#!/usr/bin/env bash
# reproduction.sh — reproducer for ll_statfs_project divide-by-zero
# Prerequisites: ldev.conf configured, SSH key auth set up, client mounted
set -euo pipefail

# ── Environment variables (adjust to match your setup) ───────────────────────
FS_NAME=" "
SNAP_NAME=" "
MGS_NID=" "
MNT_CLI_PROD=" "
MNT_CLI_SNAP=" "
PROJ_ID=" "
PROJ_DIR=" "
PROJ_BLKLIMIT=" "

# ── [1] Set up project quota (block-hardlimit must be > 0 to enter ll_statfs_project) ──
mkdir -p "$PROJ_DIR"
lfs project -sp "$PROJ_ID" "$PROJ_DIR"
lfs setquota -p "$PROJ_ID" --block-hardlimit "$PROJ_BLKLIMIT" "$MNT_CLI_PROD"
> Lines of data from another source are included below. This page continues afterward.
//! Initial cow order recovered from the order after three shuffles.

use crate::templates::prelude::*;

pub struct BovineShuffle;

static INFO: TemplateInfo = TemplateInfo {
    id: "15464",
    title: "The bovine shuffle",
    category: Category::Implementation,
    input: &[
        Field::int("n"),
        Field::int("move").repeat("n"),
        Field::int("id").repeat("n"),
    ],
    output: &[Field::int("initial").repeat("n")],
    constraints: &["1 <= n <= 100", "move is a permutation of 1..=n", "ids are 7-digit numbers"],
    samples: &[Sample {
        input: "5\n1 3 4 5 2\n1234567 2222222 3333333 4444444 5555555\n",
        output: "1234567\n5555555\n2222222\n3333333\n4444444\n",
    }],
};

#[derive(Debug, Clone)]
pub struct Input {
    /// Cow in position `i` moves to `moves[i]` (0-based).
    pub moves: Vec<usize>,
    pub ids: Vec<u32>,
}

const SHUFFLES: usize = 3;

impl Template for BovineShuffle {
    type Input = Input;
    type Output = Vec<u32>;

    fn info(&self) -> &'static TemplateInfo {
        &INFO
    }

    fn parse(&self, sc: &mut Scanner<'_>) -> Result<Input, InputError> {
        let n = sc.next_in("n", 1..=100usize)?;
        let moves: Vec<usize> = sc.values_in("move", n, 1..=n)?.into_iter().map(|m| m - 1).collect();
        let mut hit = vec![false; n];
        for &m in &moves {
            if std::mem::replace(&mut hit[m], true) {
                return Err(InputError::constraint("move", "expected a permutation"));
            }
        }
        let ids = sc.values_in("id", n, 1_000_000..=9_999_999)?;
        Ok(Input { moves, ids })
    }

    fn solve(&self, input: &Input) -> Vec<u32> {
        (0..input.moves.len())
            .map(|i| {
                let end = (0..SHUFFLES).fold(i, |p, _| input.moves[p]);
                input.ids[end]
            })
            .collect()
    }

    fn render(&self, output: &Vec<u32>, out: &mut String) {
        for id in output {
            push_line(out, [id]);
        }
    }
}
//! Numbers that get multiplied by `m` when their first digit is moved to the
//! end.
//!
//! The multiplier has at most four decimals and is read as the exact
//! fixed-point value `M = 10000 m`. For a number `x = p * 10^n + r` with
//! leading digit `p`, rotating gives `y = 10 r + p`, and `y = m x` solves to
//! `x = 10000 p (10^(n+1) - 1) / (100000 - M)`.

use crate::templates::prelude::*;

pub struct DigitRotation;

static INFO: TemplateInfo = TemplateInfo {
    id: "9239",
    title: "Steve Jobsung",
    category: Category::Bruteforcing,
    input: &[Field::decimal("m")],
    output: &[Field::int("x").until_end()],
    constraints: &["0 < m <= 1000 with at most 4 decimals", "x has at most 8 digits"],
    samples: &[
        Sample {
            input: "3\n",
            output: "142857\n285714\n",
        },
        Sample {
            input: "3.4\n",
            output: "15\n1515\n151515\n15151515\n",
        },
        Sample {
            input: "2.5\n",
            output: "No solution\n",
        },
    ],
};

const SCALE: i64 = 10_000;

/// Parse a non-negative decimal with at most four fractional digits into
/// units of 1/10000.
fn parse_fixed(token: &str) -> Result<i64, InputError> {
    let invalid = || InputError::Invalid {
        field: "m",
        token: token.to_string(),
    };
    let (int, frac) = token.split_once('.').unwrap_or((token, ""));
    if int.is_empty() && frac.is_empty() {
        return Err(invalid());
    }
    if !int.bytes().chain(frac.bytes()).all(|b| b.is_ascii_digit()) {
        return Err(invalid());
    }
    if frac.len() > 4 {
        return Err(InputError::constraint("m", "more than 4 decimals"));
    }
    let whole: i64 = if int.is_empty() {
        0
    } else {
        int.parse::<i64>().map_err(|_| invalid())?
    };
    let mut units: i64 = 0;
    for (i, b) in frac.bytes().enumerate() {
        units += i64::from(b - b'0') * 10i64.pow(3 - i as u32);
    }
    whole
        .checked_mul(SCALE)
        .and_then(|w| w.checked_add(units))
        .ok_or_else(invalid)
}

impl Template for DigitRotation {
    type Input = i64;
    type Output = Vec<i64>;

    fn info(&self) -> &'static TemplateInfo {
        &INFO
    }

    fn parse(&self, sc: &mut Scanner<'_>) -> Result<i64, InputError> {
        let m = parse_fixed(sc.token("m")?)?;
        crate::scanner::check_range("m", m, &(1..=1000 * SCALE))
    }

    fn solve(&self, &m: &i64) -> Vec<i64> {
        let mut found = Vec::new();
        if m >= 10 * SCALE {
            return found;
        }
        let denom = 10 * SCALE - m;
        for n in 0..=7u32 {
            let pow = 10i64.pow(n);
            for p in 1..=9i64 {
                let numer = SCALE * p * (10 * pow - 1);
                if numer % denom != 0 {
                    continue;
                }
                let x = numer / denom;
                let y = 10 * (x - p * pow) + p;
                if y.to_string().len() == n as usize + 1 {
                    found.push(x);
                }
            }
        }
        found
    }

    fn render(&self, output: &Vec<i64>, out: &mut String) {
        if output.is_empty() {
            out.push_str("No solution\n");
        }
        for x in output {
            push_line(out, [x]);
        }
    }
}

#[cfg(test)]
mod tests {
    use super::*;

    #[test]
    fn fixed_point_is_exact() {
        assert_eq!(parse_fixed("0.29").unwrap(), 2900);
        assert_eq!(parse_fixed("3").unwrap(), 30_000);
        assert_eq!(parse_fixed(".5").unwrap(), 5000);
        assert!(parse_fixed("1.23456").is_err());
        assert!(parse_fixed("-1").is_err());
        assert!(parse_fixed(".").is_err());
    }

    #[test]
    fn unit_multiplier_gives_repdigits() {
        let xs = DigitRotation.solve(&SCALE);
        assert_eq!(xs.len(), 72);
        assert_eq!(xs[0], 1);
        assert_eq!(*xs.last().unwrap(), 99_999_999);
    }
}
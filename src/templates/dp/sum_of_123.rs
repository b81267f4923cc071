//! Number of ordered ways to write `n` as a sum of 1, 2 and 3.
//!
//! Top-down recursion over a memo where `None` marks an entry that has not
//! been computed yet.

use crate::templates::prelude::*;

pub struct SumOf123;

static INFO: TemplateInfo = TemplateInfo {
    id: "9095",
    title: "Adding 1, 2, 3",
    category: Category::Dp,
    input: &[Field::int("t"), Field::int("n").repeat("t")],
    output: &[Field::int("ways").repeat("t")],
    constraints: &["1 <= n <= 10"],
    samples: &[Sample {
        input: "3\n4\n7\n10\n",
        output: "7\n44\n274\n",
    }],
};

const MAX_N: usize = 10;

fn ways(n: usize, memo: &mut [Option<u32>]) -> u32 {
    if let Some(v) = memo[n] {
        return v;
    }
    let v = ways(n - 1, memo) + ways(n - 2, memo) + ways(n - 3, memo);
    memo[n] = Some(v);
    v
}

impl Template for SumOf123 {
    type Input = Vec<usize>;
    type Output = Vec<u32>;

    fn info(&self) -> &'static TemplateInfo {
        &INFO
    }

    fn parse(&self, sc: &mut Scanner<'_>) -> Result<Vec<usize>, InputError> {
        let t = sc.next_in("t", 1..=1000usize)?;
        sc.values_in("n", t, 1..=MAX_N)
    }

    fn solve(&self, ns: &Vec<usize>) -> Vec<u32> {
        let mut memo = vec![None; MAX_N + 1];
        memo[0] = Some(0);
        memo[1] = Some(1);
        memo[2] = Some(2);
        memo[3] = Some(4);
        ns.iter().map(|&n| ways(n, &mut memo)).collect()
    }

    fn render(&self, output: &Vec<u32>, out: &mut String) {
        for w in output {
            push_line(out, [w]);
        }
    }
}
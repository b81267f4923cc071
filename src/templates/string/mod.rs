//! Text scanning, bracket matching and substring counting.

mod ac_language;
mod anagram_groups;
mod balanced_world;
mod distinct_substrings;
mod password_rules;

pub use ac_language::AcLanguage;
pub use anagram_groups::AnagramGroups;
pub use balanced_world::BalancedWorld;
pub use distinct_substrings::DistinctSubstrings;
pub use password_rules::PasswordRules;

use crate::traits::DynTemplate;

pub(crate) fn templates() -> Vec<Box<dyn DynTemplate>> {
    vec![
        Box::new(PasswordRules),
        Box::new(DistinctSubstrings),
        Box::new(AnagramGroups),
        Box::new(BalancedWorld),
        Box::new(AcLanguage),
    ]
}
//! Dirty road segments as roads get dirtied one by one; each count query
//! reports the number of maximal dirty runs.

use crate::templates::prelude::*;

pub struct BinaryKingdom;

static INFO: TemplateInfo = TemplateInfo {
    id: "16567",
    title: "Binary kingdom",
    category: Category::Implementation,
    input: &[
        Field::int("n"),
        Field::int("m"),
        Field::int("road").repeat("n"),
        Field::int("query").repeat("m"),
    ],
    output: &[Field::int("runs").until_end()],
    constraints: &[
        "1 <= n, m <= 1000000",
        "road is 0 clean or 1 dirty",
        "query is `0` (count runs) or `1 i` (dirty road i, 1 <= i <= n)",
    ],
    samples: &[
        Sample {
            input: "5 4\n1 0 0 1 0\n0\n1 2\n0\n1 5\n",
            output: "2\n2\n",
        },
        Sample {
            input: "4 5\n0 0 0 0\n0\n1 2\n1 3\n0\n1 1\n",
            output: "0\n1\n",
        },
    ],
};

#[derive(Debug, Clone, Copy, PartialEq, Eq)]
pub enum Query {
    Count,
    Dirty(usize),
}

#[derive(Debug, Clone)]
pub struct Input {
    pub dirty: Vec<bool>,
    pub queries: Vec<Query>,
}

impl Template for BinaryKingdom {
    type Input = Input;
    type Output = Vec<usize>;

    fn info(&self) -> &'static TemplateInfo {
        &INFO
    }

    fn parse(&self, sc: &mut Scanner<'_>) -> Result<Input, InputError> {
        let n = sc.next_in("n", 1..=1_000_000usize)?;
        let m = sc.next_in("m", 1..=1_000_000usize)?;
        let dirty = (0..n)
            .map(|_| sc.next_in("road", 0..=1u8).map(|r| r == 1))
            .collect::<Result<_, _>>()?;
        let queries = (0..m)
            .map(|_| match sc.next_in("query", 0..=1u8)? {
                0 => Ok(Query::Count),
                _ => Ok(Query::Dirty(sc.next_in("query", 1..=n)? - 1)),
            })
            .collect::<Result<_, InputError>>()?;
        Ok(Input { dirty, queries })
    }

    fn solve(&self, input: &Input) -> Vec<usize> {
        let mut dirty = input.dirty.clone();
        let n = dirty.len();
        let mut runs = (0..n).filter(|&i| dirty[i] && (i == 0 || !dirty[i - 1])).count();
        let mut answers = Vec::new();
        for q in &input.queries {
            match *q {
                Query::Count => answers.push(runs),
                Query::Dirty(i) if !dirty[i] => {
                    dirty[i] = true;
                    let left = i > 0 && dirty[i - 1];
                    let right = i + 1 < n && dirty[i + 1];
                    match (left, right) {
                        (false, false) => runs += 1,
                        (true, true) => runs -= 1,
                        _ => {}
                    }
                }
                Query::Dirty(_) => {}
            }
        }
        answers
    }

    fn render(&self, output: &Vec<usize>, out: &mut String) {
        for r in output {
            push_line(out, [r]);
        }
    }
}
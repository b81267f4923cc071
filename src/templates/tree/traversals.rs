//! Pre-, in- and post-order of a binary tree labelled with letters from `A`.

use crate::templates::prelude::*;

pub struct Traversals;

static INFO: TemplateInfo = TemplateInfo {
    id: "1991",
    title: "Tree traversal",
    category: Category::Tree,
    input: &[Field::int("n"), Field::word("node").repeat("3 * n")],
    output: &[Field::word("order").repeat("3")],
    constraints: &[
        "1 <= n <= 26",
        "node is `label left right` with `.` for a missing child",
        "labels are the first n capital letters and A is the root",
    ],
    samples: &[Sample {
        input: "7\nA B C\nB D .\nC E F\nE . .\nF . G\nD . .\nG . .\n",
        output: "ABDCEFG\nDBAECFG\nDBEGFCA\n",
    }],
};

#[derive(Debug, Clone, Copy, Default)]
pub struct Node {
    pub left: Option<usize>,
    pub right: Option<usize>,
}

#[derive(Debug, Clone, Copy)]
enum Order {
    Pre,
    In,
    Post,
}

fn walk(tree: &[Node], v: Option<usize>, order: Order, out: &mut String) {
    let Some(v) = v else { return };
    let label = char::from(b'A' + v as u8);
    if let Order::Pre = order {
        out.push(label);
    }
    walk(tree, tree[v].left, order, out);
    if let Order::In = order {
        out.push(label);
    }
    walk(tree, tree[v].right, order, out);
    if let Order::Post = order {
        out.push(label);
    }
}

impl Template for Traversals {
    type Input = Vec<Node>;
    type Output = [String; 3];

    fn info(&self) -> &'static TemplateInfo {
        &INFO
    }

    fn parse(&self, sc: &mut Scanner<'_>) -> Result<Vec<Node>, InputError> {
        let n = sc.next_in("n", 1..=26usize)?;
        let label = |sc: &mut Scanner<'_>| -> Result<Option<usize>, InputError> {
            let b = sc.word_of_len("node", 1)?.as_bytes()[0];
            match b {
                b'.' => Ok(None),
                b'A'..=b'Z' if usize::from(b - b'A') < n => Ok(Some(usize::from(b - b'A'))),
                _ => Err(InputError::constraint("node", format!("unknown label {:?}", b as char))),
            }
        };
        let mut tree = vec![Node::default(); n];
        let mut has_parent = vec![false; n];
        for _ in 0..n {
            let v = label(sc)?.ok_or_else(|| InputError::constraint("node", "a node cannot be `.`"))?;
            let node = Node {
                left: label(sc)?,
                right: label(sc)?,
            };
            for child in [node.left, node.right].into_iter().flatten() {
                if child == 0 || std::mem::replace(&mut has_parent[child], true) {
                    return Err(InputError::constraint("node", "not a tree rooted at A"));
                }
            }
            tree[v] = node;
        }
        Ok(tree)
    }

    fn solve(&self, tree: &Vec<Node>) -> [String; 3] {
        [Order::Pre, Order::In, Order::Post].map(|order| {
            let mut s = String::with_capacity(tree.len());
            walk(tree, Some(0), order, &mut s);
            s
        })
    }

    fn render(&self, output: &[String; 3], out: &mut String) {
        for line in output {
            push_line(out, [line]);
        }
    }
}
//! Whether each block sequence fits together, starting at block 1 and
//! ending at block 2.

use crate::templates::prelude::*;

pub struct WoodenBlocks;

static INFO: TemplateInfo = TemplateInfo {
    id: "4921",
    title: "Wooden blocks",
    category: Category::Implementation,
    input: &[Field::word("sequence").until("0")],
    output: &[Field::line("verdict").until_end()],
    constraints: &["sequences are digits 1 to 8, at most 1000 long"],
    samples: &[Sample {
        input: "142\n15862\n1587862\n1442\n1\n0\n",
        output: "1. VALID\n2. VALID\n3. VALID\n4. NOT\n5. NOT\n",
    }],
};

/// Whether block `next` may follow block `prev`.
fn joins(prev: u8, next: u8) -> bool {
    matches!(
        (prev, next),
        (b'1' | b'3', b'4' | b'5') | (b'4' | b'6', b'2' | b'3') | (b'5' | b'7', b'8') | (b'8', b'6' | b'7')
    )
}

fn valid(seq: &[u8]) -> bool {
    seq.first() == Some(&b'1') && seq.last() == Some(&b'2') && seq.windows(2).all(|w| joins(w[0], w[1]))
}

impl Template for WoodenBlocks {
    type Input = Vec<String>;
    type Output = Vec<bool>;

    fn info(&self) -> &'static TemplateInfo {
        &INFO
    }

    fn parse(&self, sc: &mut Scanner<'_>) -> Result<Vec<String>, InputError> {
        let mut seqs = Vec::new();
        loop {
            let seq = sc.word_of("sequence", |b| (b'0'..=b'8').contains(&b))?;
            if seq == "0" {
                return Ok(seqs);
            }
            if seq.len() > 1000 || seq.contains('0') {
                return Err(InputError::constraint("sequence", "expected at most 1000 digits 1 to 8"));
            }
            seqs.push(seq.to_string());
        }
    }

    fn solve(&self, seqs: &Vec<String>) -> Vec<bool> {
        seqs.iter().map(|s| valid(s.as_bytes())).collect()
    }

    fn render(&self, output: &Vec<bool>, out: &mut String) {
        for (i, ok) in output.iter().enumerate() {
            let verdict = if *ok { "VALID" } else { "NOT" };
            push_line(out, [format!("{}.", i + 1), verdict.to_string()]);
        }
    }
}

#[cfg(test)]
mod tests {
    use super::valid;

    #[test]
    fn endpoints_matter() {
        assert!(valid(b"142"));
        assert!(!valid(b"42"));
        assert!(!valid(b"14"));
        assert!(!valid(b"12"));
    }
}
# Create a dummy file so statfs has meaningful usage to report
[[ -f "${PROJ_DIR}/dummy" ]] || dd if=/dev/zero of="${PROJ_DIR}/dummy" bs=1M count=1 &>/dev/null

# ── [2] Create Lustre snapshot (write barrier ON → consistent across all MDT/OST) ──
lctl snapshot_create -F "$FS_NAME" -n "$SNAP_NAME" -b on

# ── [3] Mount snapshot targets and capture fsname from output ────────────────
# snapshot_mount prints "mounted the snapshot <name> with fsname <fsname>".
# Parse fsname directly from its output — avoids lctl snapshot_list -d which
# returns non-zero in some environments, killing the script via set -euo pipefail.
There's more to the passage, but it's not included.